About

About Us

The Cluster Extractivism and Society, was formed in 2019 with the goal of bringing together scholars, students, and community activists to produce “knowledge for action.” We need better analytical tools to unravel the emerging nature of socio-environmental and socio-territorial conflicts in the Americas. We opt for collaborative approaches that pay close attention to how discursive and material dimensions interact in these conflicts. Such a “critical cultural political economy” perspective helps us understand the relation between extractivism and society is shaped by multi-faceted power relations, constantly being enacted and contested. Since its creation, the Research Cluster has become a thriving space for intellectual engagement with a transdisciplinary perspective to study extractivism and socio-environmental conflicts in the Americas.

Extractive industries underlie many of the most pressing social and environmental challenges of our time. Oil, gas, minerals and metals form the backbone of the global economy, technological innovation, and national development strategies. As this sector booms, extractive projects degrade environments, spark local socio-ecological conflicts, and provoke transnational struggles for environmental justice. Socio-environmental conflicts continue growing in number and scope in the Americas. One reason is that transnational corporations and governments are racing to control strategic resources including minerals, land, water, seeds, genetic materials, and knowledge.

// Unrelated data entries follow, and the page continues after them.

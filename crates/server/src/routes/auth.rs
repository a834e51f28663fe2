//! Login route handler.

use axum::{Json, extract::State};
use serde::{Deserialize, Serialize};
use tracing::instrument;

use crate::error::Result;
use crate::middleware::ApiJson;
use crate::services::AuthService;
use crate::state::AppState;

/// Login form data.
#[derive(Debug, Deserialize)]
pub struct LoginRequest {
    pub username: String,
    pub password: String,
}

/// Successful login response.
#[derive(Debug, Serialize)]
pub struct LoginResponse {
    pub token: String,
}

/// Username/password login. Returns a bearer token valid for 24 hours.
///
/// POST /api/admin/login
#[instrument(skip_all, fields(username = %form.username))]
pub async fn login(
    State(state): State<AppState>,
    ApiJson(form): ApiJson<LoginRequest>,
) -> Result<Json<LoginResponse>> {
    let auth = AuthService::new(state.store(), &state.config().jwt_secret);
    let token = auth.login(&form.username, &form.password).await?;

    tracing::info!("Login succeeded");
    Ok(Json(LoginResponse { token }))
}
//! API tests driven through the router with `tower::ServiceExt::oneshot`.
//!
//! Every test builds a fresh application over a seeded in-memory store, so
//! tests are independent and need no running server or database file. The
//! event and contact routes sit behind per-IP rate limiters, so requests to
//! them carry an `x-forwarded-for` header unique to each test.

use std::net::IpAddr;
use std::path::PathBuf;
use std::sync::Arc;

use axum::Router;
use axum::body::Body;
use axum::http::{Request, StatusCode, header};
use http_body_util::BodyExt;
use secrecy::SecretString;
use serde_json::{Value, json};
use tower::ServiceExt;

use impact_server::config::ServerConfig;
use impact_server::routes;
use impact_server::services::auth::hash_password;
use impact_server::state::AppState;
use impact_server::store::MemoryStore;

const ADMIN_PASSWORD: &str = "integration-test-password";

fn test_config() -> ServerConfig {
    ServerConfig {
        host: "127.0.0.1".parse().expect("valid ip"),
        port: 0,
        jwt_secret: SecretString::from("kQ8vJ2xR7mT4wN9bZ6cF1aE3dH5sL0pY"),
        admin_password: SecretString::from(ADMIN_PASSWORD),
        database_path: PathBuf::from("unused.db"),
        ephemeral_storage: true,
    }
}

fn test_app() -> Router {
    let config = test_config();
    let hash = hash_password(ADMIN_PASSWORD).expect("hashing succeeds");
    let store = Arc::new(MemoryStore::seeded(&hash));
    routes::app(AppState::new(config, store))
}

fn get(uri: &str) -> Request<Body> {
    Request::builder()
        .uri(uri)
        .body(Body::empty())
        .expect("valid request")
}

fn json_request(method: &str, uri: &str, body: &Value) -> Request<Body> {
    Request::builder()
        .method(method)
        .uri(uri)
        .header(header::CONTENT_TYPE, "application/json")
        .body(Body::from(body.to_string()))
        .expect("valid request")
}

fn json_request_from(method: &str, uri: &str, ip: IpAddr, body: &Value) -> Request<Body> {
    Request::builder()
        .method(method)
        .uri(uri)
        .header(header::CONTENT_TYPE, "application/json")
        .header("x-forwarded-for", ip.to_string())
        .body(Body::from(body.to_string()))
        .expect("valid request")
}

async fn body_json(response: axum::response::Response) -> Value {
    let bytes = response
        .into_body()
        .collect()
        .await
        .expect("body collects")
        .to_bytes();
    serde_json::from_slice(&bytes).expect("body is JSON")
}

async fn login_token(app: &Router) -> String {
    let body = json!({ "username": "admin", "password": ADMIN_PASSWORD });
    let response = app
        .clone()
        .oneshot(json_request("POST", "/api/admin/login", &body))
        .await
        .expect("request completes");
    assert_eq!(response.status(), StatusCode::OK);

    let json = body_json(response).await;
    json["token"].as_str().expect("token present").to_string()
}

fn authed(mut request: Request<Body>, token: &str) -> Request<Body> {
    request.headers_mut().insert(
        header::AUTHORIZATION,
        format!("Bearer {token}").parse().expect("valid header"),
    );
    request
}

#[tokio::test]
async fn health_reports_memory_adapter() {
    let app = test_app();
    let response = app.oneshot(get("/api/health")).await.expect("completes");
    assert_eq!(response.status(), StatusCode::OK);

    let json = body_json(response).await;
    assert_eq!(json["status"], "ok");
    assert_eq!(json["adapter"], "memory");
    assert_eq!(json["db"], true);
}

#[tokio::test]
async fn ping_answers_pong() {
    let app = test_app();
    let response = app.oneshot(get("/api/ping")).await.expect("completes");
    assert_eq!(response.status(), StatusCode::OK);

    let bytes = response
        .into_body()
        .collect()
        .await
        .expect("body collects")
        .to_bytes();
    assert_eq!(&bytes[..], b"pong");
}

#[tokio::test]
async fn profile_is_seeded() {
    let app = test_app();
    let response = app.oneshot(get("/api/profile")).await.expect("completes");
    assert_eq!(response.status(), StatusCode::OK);

    let json = body_json(response).await;
    assert_eq!(json["name"], "Manuel Cosovschi");
    assert_eq!(json["status"], "DISPONIBLE");
}

#[tokio::test]
async fn profile_missing_is_json_404() {
    // Unseeded store has no profile row
    let config = test_config();
    let store = Arc::new(MemoryStore::new());
    let app = routes::app(AppState::new(config, store));

    let response = app.oneshot(get("/api/profile")).await.expect("completes");
    assert_eq!(response.status(), StatusCode::NOT_FOUND);

    let json = body_json(response).await;
    assert_eq!(json["error"]["code"], 404);
    assert_eq!(json["error"]["message"], "profile not found");
}

#[tokio::test]
async fn projects_are_seeded_in_display_order() {
    let app = test_app();
    let response = app.oneshot(get("/api/projects")).await.expect("completes");
    assert_eq!(response.status(), StatusCode::OK);

    let json = body_json(response).await;
    let titles: Vec<&str> = json
        .as_array()
        .expect("array body")
        .iter()
        .map(|p| p["title"].as_str().expect("title present"))
        .collect();
    assert_eq!(
        titles,
        [
            "FitNow App",
            "Las Cañas - Web",
            "Las Cañas - Bot",
            "Inmuebles Comerciales SRL"
        ]
    );
    // "type" on the wire, kind internally
    assert_eq!(json[0]["type"], "Tesis");
}

#[tokio::test]
async fn cv_descriptor_is_served() {
    let app = test_app();
    let response = app.oneshot(get("/api/cv")).await.expect("completes");
    assert_eq!(response.status(), StatusCode::OK);

    let json = body_json(response).await;
    assert_eq!(json["url"], "/cv-placeholder.pdf");
}

#[tokio::test]
async fn login_returns_token() {
    let app = test_app();
    let token = login_token(&app).await;
    assert!(!token.is_empty());
}

#[tokio::test]
async fn login_with_wrong_password_is_401() {
    let app = test_app();
    let body = json!({ "username": "admin", "password": "not-it" });
    let response = app
        .oneshot(json_request("POST", "/api/admin/login", &body))
        .await
        .expect("completes");
    assert_eq!(response.status(), StatusCode::UNAUTHORIZED);
}

#[tokio::test]
async fn login_with_malformed_body_is_400() {
    let app = test_app();
    let request = Request::builder()
        .method("POST")
        .uri("/api/admin/login")
        .header(header::CONTENT_TYPE, "application/json")
        .body(Body::from("{not json"))
        .expect("valid request");
    let response = app.oneshot(request).await.expect("completes");
    assert_eq!(response.status(), StatusCode::BAD_REQUEST);
}

#[tokio::test]
async fn protected_route_without_token_is_401() {
    let app = test_app();
    let body = json!({ "status": "OCUPADO" });
    let response = app
        .oneshot(json_request("PUT", "/api/profile", &body))
        .await
        .expect("completes");
    assert_eq!(response.status(), StatusCode::UNAUTHORIZED);
}

#[tokio::test]
async fn protected_route_with_garbage_token_is_403() {
    let app = test_app();
    let body = json!({ "status": "OCUPADO" });
    let request = authed(json_request("PUT", "/api/profile", &body), "not.a.token");
    let response = app.oneshot(request).await.expect("completes");
    assert_eq!(response.status(), StatusCode::FORBIDDEN);
}

#[tokio::test]
async fn profile_update_merges_only_sent_fields() {
    let app = test_app();
    let token = login_token(&app).await;

    let body = json!({ "status": "OCUPADO" });
    let request = authed(json_request("PUT", "/api/profile", &body), &token);
    let response = app.clone().oneshot(request).await.expect("completes");
    assert_eq!(response.status(), StatusCode::OK);

    let response = app.oneshot(get("/api/profile")).await.expect("completes");
    let json = body_json(response).await;
    assert_eq!(json["status"], "OCUPADO");
    // Untouched field survives the partial update
    assert_eq!(json["name"], "Manuel Cosovschi");
}

#[tokio::test]
async fn project_create_requires_auth_and_returns_201() {
    let app = test_app();
    let token = login_token(&app).await;

    let body = json!({ "title": "Side Project", "type": "Demo" });
    let request = authed(json_request("POST", "/api/projects", &body), &token);
    let response = app.clone().oneshot(request).await.expect("completes");
    assert_eq!(response.status(), StatusCode::CREATED);

    let response = app.oneshot(get("/api/projects")).await.expect("completes");
    let json = body_json(response).await;
    assert_eq!(json.as_array().expect("array body").len(), 5);
}

#[tokio::test]
async fn event_is_recorded_and_aggregated() {
    let app = test_app();
    let ip: IpAddr = "203.0.113.10".parse().expect("valid ip");

    let body = json!({ "eventType": "page_view", "page": "/projects" });
    let response = app
        .clone()
        .oneshot(json_request_from("POST", "/api/events", ip, &body))
        .await
        .expect("completes");
    assert_eq!(response.status(), StatusCode::CREATED);

    let token = login_token(&app).await;
    let request = authed(get("/api/events/stats"), &token);
    let response = app.oneshot(request).await.expect("completes");
    assert_eq!(response.status(), StatusCode::OK);

    let json = body_json(response).await;
    let stats = json.as_array().expect("array body");
    assert_eq!(stats.len(), 1);
    assert_eq!(stats[0]["event_type"], "page_view");
    assert_eq!(stats[0]["count"], 1);
}

#[tokio::test]
async fn event_without_page_is_400() {
    let app = test_app();
    let ip: IpAddr = "203.0.113.11".parse().expect("valid ip");

    let body = json!({ "eventType": "page_view" });
    let response = app
        .oneshot(json_request_from("POST", "/api/events", ip, &body))
        .await
        .expect("completes");
    assert_eq!(response.status(), StatusCode::BAD_REQUEST);
}

#[tokio::test]
async fn event_stats_require_admin_token() {
    let app = test_app();
    let response = app
        .oneshot(get("/api/events/stats"))
        .await
        .expect("completes");
    assert_eq!(response.status(), StatusCode::UNAUTHORIZED);
}

#[tokio::test]
async fn contact_submission_is_accepted() {
    let app = test_app();
    let ip: IpAddr = "203.0.113.20".parse().expect("valid ip");

    let body = json!({
        "name": "Ada",
        "email": "ada@example.com",
        "message": "I would like to talk about a role."
    });
    let response = app
        .oneshot(json_request_from("POST", "/api/contact", ip, &body))
        .await
        .expect("completes");
    assert_eq!(response.status(), StatusCode::CREATED);
}

#[tokio::test]
async fn contact_with_short_message_is_400() {
    let app = test_app();
    let ip: IpAddr = "203.0.113.21".parse().expect("valid ip");

    let body = json!({ "name": "Ada", "email": "ada@example.com", "message": "hi" });
    let response = app
        .oneshot(json_request_from("POST", "/api/contact", ip, &body))
        .await
        .expect("completes");
    assert_eq!(response.status(), StatusCode::BAD_REQUEST);

    let json = body_json(response).await;
    assert_eq!(json["error"]["code"], 400);
}

#[tokio::test]
async fn contact_with_invalid_email_is_400() {
    let app = test_app();
    let ip: IpAddr = "203.0.113.22".parse().expect("valid ip");

    let body = json!({
        "name": "Ada",
        "email": "not-an-email",
        "message": "I would like to talk about a role."
    });
    let response = app
        .oneshot(json_request_from("POST", "/api/contact", ip, &body))
        .await
        .expect("completes");
    assert_eq!(response.status(), StatusCode::BAD_REQUEST);
}

#[tokio::test]
async fn sixth_contact_within_the_hour_is_rate_limited() {
    let app = test_app();
    let ip: IpAddr = "203.0.113.30".parse().expect("valid ip");

    let body = json!({
        "name": "Ada",
        "email": "ada@example.com",
        "message": "I would like to talk about a role."
    });

    for _ in 0..5 {
        let response = app
            .clone()
            .oneshot(json_request_from("POST", "/api/contact", ip, &body))
            .await
            .expect("completes");
        assert_eq!(response.status(), StatusCode::CREATED);
    }

    let response = app
        .oneshot(json_request_from("POST", "/api/contact", ip, &body))
        .await
        .expect("completes");
    assert_eq!(response.status(), StatusCode::TOO_MANY_REQUESTS);
}

#[tokio::test]
async fn rate_limits_are_tracked_per_ip() {
    let app = test_app();
    let body = json!({
        "name": "Ada",
        "email": "ada@example.com",
        "message": "I would like to talk about a role."
    });

    let first: IpAddr = "203.0.113.40".parse().expect("valid ip");
    for _ in 0..5 {
        let response = app
            .clone()
            .oneshot(json_request_from("POST", "/api/contact", first, &body))
            .await
            .expect("completes");
        assert_eq!(response.status(), StatusCode::CREATED);
    }

    // A different client is unaffected by the first one's exhausted budget
    let second: IpAddr = "203.0.113.41".parse().expect("valid ip");
    let response = app
        .oneshot(json_request_from("POST", "/api/contact", second, &body))
        .await
        .expect("completes");
    assert_eq!(response.status(), StatusCode::CREATED);
}

#[tokio::test]
async fn unmatched_api_path_gets_json_404() {
    let app = test_app();
    let response = app
        .oneshot(get("/api/does-not-exist"))
        .await
        .expect("completes");
    assert_eq!(response.status(), StatusCode::NOT_FOUND);

    let json = body_json(response).await;
    assert_eq!(json["error"], "API endpoint not found");
}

The Environmental Justice Atlas for example, currently tracks over one thousand socio-environmental conflicts in Latin America and the Caribbean, a number that significantly undercounts the actual conflicts unfolding within each nation-state. While the territorial and material dimensions of such struggles are already the object of several studies, their importance for the resignification of capitalism and extractivism in the semiotic struggle that surrounds the most recent crisis remains overlooked and undertheorized.

Our research cluster aims to deploy a critical cultural political economy approach to understand socio-ecological and socio-territorial conflicts in the Americas. The unprecedented COVID-19 crisis compounds extractive conflicts and fuels potential reimaginings for a more socio-ecologically sustainable and just world. We consider that the rich traditions of Latin American critical thought can be renewed and enriched by a critical cultural political economy perspective which makes three fundamental insights:

  • Social reality is co-constituted by material and semiotic practices. Although studies can focus on different aspects of social reality, it should not obliviate the constant co-determination of both dimensions.
  • One of the core contradictions of capitalism is that it does not reproduce itself on the basis of the commodity form alone, and constantly seeks to redraw the boundaries between the commodified and non- commodified realms in a social formation in an attempt to overcome its own contradictions;
  • Capitalism’s inherently contradictory and unstable character makes it prone to crises in which new imaginaries, ideas, and rationalities, are constantly being produced in efforts to restore hegemony and establish arrangements that contribute towards capital reproduction on a more or less manageable manner;

We seek to improve the understanding of extractivism and the socio- environmental struggles it generates by using these insights.Identifying the intra-related political economies, ideologies, and ecologies that underlie the extractive sector and the struggles it generates is fundamental for understanding and posing alternatives to extractive development in contemporary Latin America.

For the 2020-2023 period, the revised objectives of the Extravism and Society Research Cluster are:

Objective 1: Conduct research in different Latin American countries to shed light on the multi-faceted strategies corporations and often the state fashion and deploy to legitimize extractivist activities in a context of social opposition to extractivism.

Objective 2: Enhance the conceptualization and application of the transdisciplinary perspective attentive to the interconnected material and semiotic dimensions known as Critical Cultural Political Economy in the study of extractivism in the Americas as well as the constellation of associated activities.

Objective 3: Develop a vibrant network of scholars, scholar/practitioners and socio-territorial defender/activists that is attentive to the innovative strategies being deployed by transnational extractivist capital, state agencies, and local communities and their allies, in contemporary socio-environmental conflicts in the Americas.

Objective 4: Share teaching strategies, methods, curricula, materials and activities among Cluster members that enhance learning environments where students and others can actively and critically engage in the study of socio-environmental conflicts.